O otimismo também repercutia no Brasil. O Ibovespa operava em alta de 1,56%, a 93.815. O dólar comercial futuro com vencimento para julho estava em leve alta no horário, de 0,5%, para 5,18 reais. “O dólar geralmente tem um viés contrário ao do Ibovespa, mas amanhã temos a divulgação da nova taxa de Selic”, diz Lucas Carvalho, analista da Toro Investimentos. “O mercado vai se reequilibrando com as novas informações e isso tudo que o Powell falou já tinha sido afirmado, só veio confirmar que a recuperação total é pouco provável”, diz ele.
Apesar do dia de altas na bolsa, vale lembrar que existe uma crise americana latente a longo prazo e que o dólar vem derretendo. Afinal, os dados de maio do varejo americano sucedem uma queda acentuada que aconteceu em abril, de 14,7%. Em relação ao ano anterior, a Covid-19 impactou em uma queda de 6,1% nas vendas do setor.
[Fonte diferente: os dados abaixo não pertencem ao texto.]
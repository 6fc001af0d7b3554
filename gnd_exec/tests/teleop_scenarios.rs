//! End to end scenarios through the link worker, with an in-memory robot behind the transport.

use comms_if::link::{decode_axis_value, Channel, Device, LinkError, Transport};
use gnd_lib::{
    ctrl_state::{ControlState, DriveKey},
    dispatch::Snapshot,
    link_client::LinkClient,
    operator::{self, OperatorCmd},
    params::GndExecParams,
    session_ctrl::{SessionCtrl, SessionState},
};
use std::sync::{Arc, Mutex};
use std::thread;
use std::time::{Duration, Instant};

// ------------------------------------------------------------------------------------------------
// FAKE ROBOT
// ------------------------------------------------------------------------------------------------

#[derive(Debug, Default)]
struct RobotState {
    throttle: i32,
    rotation: i32,
    writes: Vec<(Channel, i32)>,
    connected: bool,
    unplugged: bool,
    write_delay: Duration,
}

#[derive(Clone, Default)]
struct FakeRobot(Arc<Mutex<RobotState>>);

impl FakeRobot {
    fn state(&self) -> std::sync::MutexGuard<'_, RobotState> {
        self.0.lock().unwrap()
    }

    fn outputs(&self) -> Snapshot {
        let s = self.state();
        Snapshot::new(s.throttle, s.rotation)
    }
}

impl Transport for FakeRobot {
    fn scan(&mut self, _timeout: Duration) -> Result<Vec<Device>, LinkError> {
        Ok(vec![
            Device {
                name: "Keyboard".into(),
                address: "tcp://kbd".into(),
            },
            Device {
                name: "ESP32 Robot".into(),
                address: "tcp://robot".into(),
            },
        ])
    }

    fn connect(&mut self, address: &str) -> Result<(), LinkError> {
        if address != "tcp://robot" {
            return Err(LinkError::Connection {
                address: address.into(),
                reason: "no such device".into(),
            });
        }
        self.state().connected = true;
        Ok(())
    }

    fn disconnect(&mut self) -> Result<(), LinkError> {
        self.state().connected = false;
        Ok(())
    }

    fn write(&mut self, channel: Channel, payload: &[u8]) -> Result<(), LinkError> {
        let delay = self.state().write_delay;
        thread::sleep(delay);

        let mut s = self.state();
        if !s.connected || s.unplugged {
            return Err(LinkError::NotConnected);
        }

        let value = decode_axis_value(payload).map_err(|e| LinkError::Write {
            channel,
            reason: e.to_string(),
        })?;

        match channel {
            Channel::Throttle => s.throttle = value,
            Channel::Rotation => s.rotation = value,
        }
        s.writes.push((channel, value));
        Ok(())
    }
}

// ------------------------------------------------------------------------------------------------
// HELPERS
// ------------------------------------------------------------------------------------------------

struct Harness {
    robot: FakeRobot,
    sess: SessionCtrl<LinkClient>,
    ctrl: ControlState,
}

impl Harness {
    fn new() -> Self {
        let robot = FakeRobot::default();
        let link = LinkClient::spawn(robot.clone()).unwrap();

        Self {
            robot,
            sess: SessionCtrl::new(link, &GndExecParams::default()),
            ctrl: ControlState::default(),
        }
    }

    fn cmd(&mut self, line: &str) {
        let cmd: OperatorCmd = line.parse().unwrap();
        operator::exec(&cmd, &mut self.ctrl, &mut self.sess, Instant::now());
    }

    /// Run control cycles until `done` holds, panicking after a couple of seconds.
    fn run_until<F: Fn(&Self) -> bool>(&mut self, done: F) {
        let deadline = Instant::now() + Duration::from_secs(3);

        while !done(self) {
            assert!(Instant::now() < deadline, "scenario timed out");

            for event in self.sess.link().poll_events() {
                self.sess.handle_event(event, Instant::now());
            }

            let snapshot = self.ctrl.recompute();
            self.sess.tick(Instant::now(), snapshot);

            thread::sleep(Duration::from_millis(2));
        }
    }

    fn connect(&mut self) {
        self.cmd("scan");
        self.run_until(|h| !h.sess.is_scanning());
        assert_eq!(self.sess.devices().len(), 1);

        self.cmd("connect");
        self.run_until(|h| h.sess.state() != SessionState::Connecting);
        assert_eq!(self.sess.state(), SessionState::Connected);
    }
}

// ------------------------------------------------------------------------------------------------
// SCENARIOS
// ------------------------------------------------------------------------------------------------

#[test]
fn drive_and_disconnect() {
    let mut h = Harness::new();
    h.connect();

    h.cmd("press w d");
    h.run_until(|h| h.robot.outputs() == Snapshot::new(100, 100));

    h.cmd("release d");
    h.cmd("speed 40");
    h.run_until(|h| h.robot.outputs() == Snapshot::new(40, 0));

    h.cmd("disconnect");
    h.run_until(|h| h.sess.state() == SessionState::Disconnected);

    // The last thing the robot saw was a stop
    assert_eq!(h.robot.outputs(), Snapshot::STOP);
    assert!(!h.robot.state().connected);

    // Every snapshot went out throttle first
    let writes = h.robot.state().writes.clone();
    assert!(writes.chunks(2).all(|w| w.len() == 2
        && w[0].0 == Channel::Throttle
        && w[1].0 == Channel::Rotation));
}

#[test]
fn emergency_stop_overtakes_slow_send() {
    let mut h = Harness::new();
    h.connect();
    h.robot.state().write_delay = Duration::from_millis(30);

    h.cmd("press w");
    h.run_until(|h| h.sess.dispatcher().is_in_flight());

    h.cmd("stop");
    assert!(h.ctrl.held_keys().is_empty());

    h.run_until(|h| h.sess.dispatcher().is_idle() && h.robot.outputs() == Snapshot::STOP);
    assert_eq!(h.sess.stats().stops, 1);
    assert_eq!(h.sess.state(), SessionState::Connected);
}

#[test]
fn keep_alives_while_holding() {
    let mut h = Harness::new();
    h.connect();

    h.cmd("press s");
    h.run_until(|h| h.robot.outputs() == Snapshot::new(-100, 0));

    let start = Instant::now();
    h.run_until(|_| start.elapsed() >= Duration::from_millis(300));

    // Holding still produces regular sends of the same value
    let stats = h.sess.stats();
    assert!(stats.keep_alives >= 3, "only {} keep-alives", stats.keep_alives);
    assert!(h
        .robot
        .state()
        .writes
        .iter()
        .rev()
        .take(6)
        .all(|&(c, v)| v == if c == Channel::Throttle { -100 } else { 0 }));
}

#[test]
fn lost_connection_is_noticed() {
    let mut h = Harness::new();
    h.connect();

    h.cmd("press a");
    h.run_until(|h| h.robot.outputs() == Snapshot::new(0, -100));

    h.robot.state().unplugged = true;
    h.run_until(|h| h.sess.state() == SessionState::Disconnected);

    assert!(!h.sess.dispatcher().is_armed());
    assert!(h.sess.can_scan());
}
Por isso, parece sensato o depoimento cauteloso do presidente do Fed na manhã de hoje: “Quanto mais longa a crise, maior o potencial de danos a longo prazo decorrentes da perda permanente de empregos e do fechamento de empresas.” Até agora já foram injetados trilhões em títulos para investidores para aumentar a liquidez e emprestados emergencialmente quase 3 trilhões de dólares em nove programas a famílias e pequenas empresas. Os juros dos EUA estão a quase zero desde março e em anúncio da semana passada Powell disse que ele deve ficar assim até o segundo semestre de 2022. Além disso, a previsão é de contração de 6,5% na economia esse ano, para depois um crescimento de apenas 5% em 2021.
Uma das maiores preocupações de Powell é em relação ao risco de desemprego e inadimplência das empresas pequenas e médias, segundo ele “o coração da nossa economia”. Para o ano, a expectativa é que o desemprego fique em 9,3% e caia para 6,5% até o final de 2021. O “Relatório de Política Monetária” semestral enviado na sexta-feira 12 pelo Fed para o Congresso americano sinalizou que, mesmo com a resiliência adotada desde 2008 pelas reformas financeiras e regulatórias dos EUA, “espera-se que as vulnerabilidades do setor financeiro sejam significativas no curto prazo. As tensões nos balanços patrimoniais e comerciais decorrentes dos choques econômico e financeiro desde março provavelmente criarão fragilidades persistentes. As instituições financeiras podem sofrer tensões como resultado”, afirma o documento.